Child and Adolescent Mental Health Services (CAMHS) in the UK exist to help children and young people who are experiencing mental health problems. Despite this, Autistic children and young people are finding that such services either refuse or fail to deliver meaningful intervention, even when they are in the depths of mental health crisis. One of the ways that they do this is through positioning their parents and carers as being at fault for the young person’s mental health problem.

What is institutional parent/carer blame and why is it relevant to Autistic people and their families?

“Disabled children and their families are one of the most severely disadvantaged
groups in the UK. They are ‘significantly more likely to live under conditions
that have been shown to impede development, educational attainment and
adjustment to and increase the risk of poor health, additional impairment and
social exclusion’.

Clements & Aiello (2021)

Institutionalised Parent/Carer Blame is the practice by societies institutions of taking an adversarial approach to supporting children and young people. In the context of social care, this often looks like issuing safeguarding proceedings when a needs assessment is required. Autistic and disabled families run foul of this far too often (as mentioned in the quoted report). Sadly, CAMHS also engage in this kind of practice.

What is the most common form of parent blame in CAMHS?

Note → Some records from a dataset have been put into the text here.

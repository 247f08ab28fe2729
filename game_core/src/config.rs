use crate::params::Params;
use crate::Side;
use thiserror::Error;

/// Rejected configuration values
#[derive(Debug, Clone, PartialEq, Error)]
pub enum ConfigError {
    #[error("win score must be at least 1")]
    ZeroWinScore,
    #[error("hits per level must be at least 1")]
    ZeroHitsPerLevel,
    #[error("paddle height {paddle} does not fit the arena height {arena}")]
    PaddleTooTall { paddle: f32, arena: f32 },
    #[error("{name} must be positive, got {value}")]
    NonPositive { name: &'static str, value: f32 },
}

/// Game configuration
#[derive(Debug, Clone)]
pub struct Config {
    pub arena_width: f32,
    pub arena_height: f32,
    pub paddle_inset: f32,
    pub score_margin: f32,
    pub paddle_width: f32,
    pub paddle_height: f32,
    pub keyboard_speed: f32,
    pub angle_up: f32,
    pub angle_down: f32,
    pub ball_radius: f32,
    pub ball_start_speed: f32,
    pub ball_max_speed: f32,
    pub max_bounce_angle: f32,
    pub trampoline_boost: f32,
    pub hits_per_level: u32,
    pub speed_increment_per_level: f32,
    pub win_score: u32,
    pub time_limit: f32,
    pub math_task_duration: f32,
    pub math_task_interval: f32,
    pub powerup_duration: f32,
}

impl Default for Config {
    fn default() -> Self {
        Self {
            arena_width: Params::ARENA_WIDTH,
            arena_height: Params::ARENA_HEIGHT,
            paddle_inset: Params::PADDLE_INSET,
            score_margin: Params::SCORE_MARGIN,
            paddle_width: Params::PADDLE_WIDTH,
            paddle_height: Params::PADDLE_HEIGHT,
            keyboard_speed: Params::KEYBOARD_SPEED,
            angle_up: Params::PADDLE_ANGLE_UP,
            angle_down: Params::PADDLE_ANGLE_DOWN,
            ball_radius: Params::BALL_RADIUS,
            ball_start_speed: Params::BALL_START_SPEED,
            ball_max_speed: Params::BALL_MAX_SPEED,
            max_bounce_angle: Params::MAX_BOUNCE_ANGLE,
            trampoline_boost: Params::TRAMPOLINE_BOOST,
            hits_per_level: Params::HITS_PER_LEVEL,
            speed_increment_per_level: Params::SPEED_INCREMENT_PER_LEVEL,
            win_score: Params::WIN_SCORE,
            time_limit: Params::TIME_LIMIT,
            math_task_duration: Params::MATH_TASK_DURATION,
            math_task_interval: Params::MATH_TASK_INTERVAL,
            powerup_duration: Params::POWERUP_DURATION,
        }
    }
}

impl Config {
    pub fn new() -> Self {
        Self::default()
    }

    /// Check that the values describe a playable match
    pub fn validate(&self) -> Result<(), ConfigError> {
        if self.win_score == 0 {
            return Err(ConfigError::ZeroWinScore);
        }
        if self.hits_per_level == 0 {
            return Err(ConfigError::ZeroHitsPerLevel);
        }
        let positives = [
            ("arena_width", self.arena_width),
            ("arena_height", self.arena_height),
            ("paddle_height", self.paddle_height),
            ("ball_start_speed", self.ball_start_speed),
            ("ball_max_speed", self.ball_max_speed),
            ("time_limit", self.time_limit),
            ("math_task_duration", self.math_task_duration),
            ("powerup_duration", self.powerup_duration),
        ];
        for (name, value) in positives {
            if value.is_nan() || value <= 0.0 {
                return Err(ConfigError::NonPositive { name, value });
            }
        }
        // Enlarge must still fit
        if self.paddle_height * Params::ENLARGE_FACTOR > self.arena_height {
            return Err(ConfigError::PaddleTooTall {
                paddle: self.paddle_height * Params::ENLARGE_FACTOR,
                arena: self.arena_height,
            });
        }
        Ok(())
    }

    /// Get X position (left edge) for a paddle
    pub fn paddle_x(&self, side: Side) -> f32 {
        match side {
            Side::Left => self.paddle_inset,
            Side::Right => self.arena_width - self.paddle_inset - self.paddle_width,
        }
    }

    /// Clamp a paddle's top edge to arena bounds
    pub fn clamp_paddle_y(&self, y: f32, paddle_height: f32) -> f32 {
        let max_y = (self.arena_height - paddle_height).max(0.0);
        if y.is_nan() {
            return max_y / 2.0;
        }
        y.clamp(0.0, max_y)
    }

    pub fn center(&self) -> glam::Vec2 {
        glam::Vec2::new(self.arena_width / 2.0, self.arena_height / 2.0)
    }
}

#[cfg(test)]
mod tests {
    use super::*;

    #[test]
    fn test_config_paddle_x() {
        let config = Config::new();
        assert_eq!(config.paddle_x(Side::Left), 30.0, "Left paddle X position");
        assert_eq!(
            config.paddle_x(Side::Right),
            1200.0 - 30.0 - 25.0,
            "Right paddle X position"
        );
    }

    #[test]
    fn test_config_clamp_paddle_y() {
        let config = Config::new();
        let h = config.paddle_height;
        assert_eq!(config.clamp_paddle_y(-50.0, h), 0.0);
        assert_eq!(config.clamp_paddle_y(5000.0, h), config.arena_height - h);
        assert_eq!(config.clamp_paddle_y(300.0, h), 300.0);
        assert_eq!(config.clamp_paddle_y(f32::NAN, h), (config.arena_height - h) / 2.0);
    }

    #[test]
    fn test_default_config_is_valid() {
        assert_eq!(Config::new().validate(), Ok(()));
    }

    #[test]
    fn test_validate_rejects_bad_values() {
        let mut config = Config::new();
        config.win_score = 0;
        assert_eq!(config.validate(), Err(ConfigError::ZeroWinScore));

        let mut config = Config::new();
        config.hits_per_level = 0;
        assert_eq!(config.validate(), Err(ConfigError::ZeroHitsPerLevel));

        let mut config = Config::new();
        config.paddle_height = 800.0;
        assert!(matches!(
            config.validate(),
            Err(ConfigError::PaddleTooTall { .. })
        ));

        let mut config = Config::new();
        config.time_limit = 0.0;
        assert!(matches!(
            config.validate(),
            Err(ConfigError::NonPositive { name: "time_limit", .. })
        ));
    }
}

The National Institute for Health and Care Excellence (NICE) recommend parenting courses as “evidence-based interventions”. In particular, these courses are often aimed at parents of Autistic children. Unfortunately, not only are these courses often unhelpful, they position parents who are likely to be disabled themselves as the root of their child’s struggle. Failure to engage with the tools of this parent/carer blame can lead to social care involvement and safeguarding reports. It is the weaponisation of the system and defensive practice.

It is failing Autistic children.

Why do CAMHS engage in institutionalised parent/carer blame?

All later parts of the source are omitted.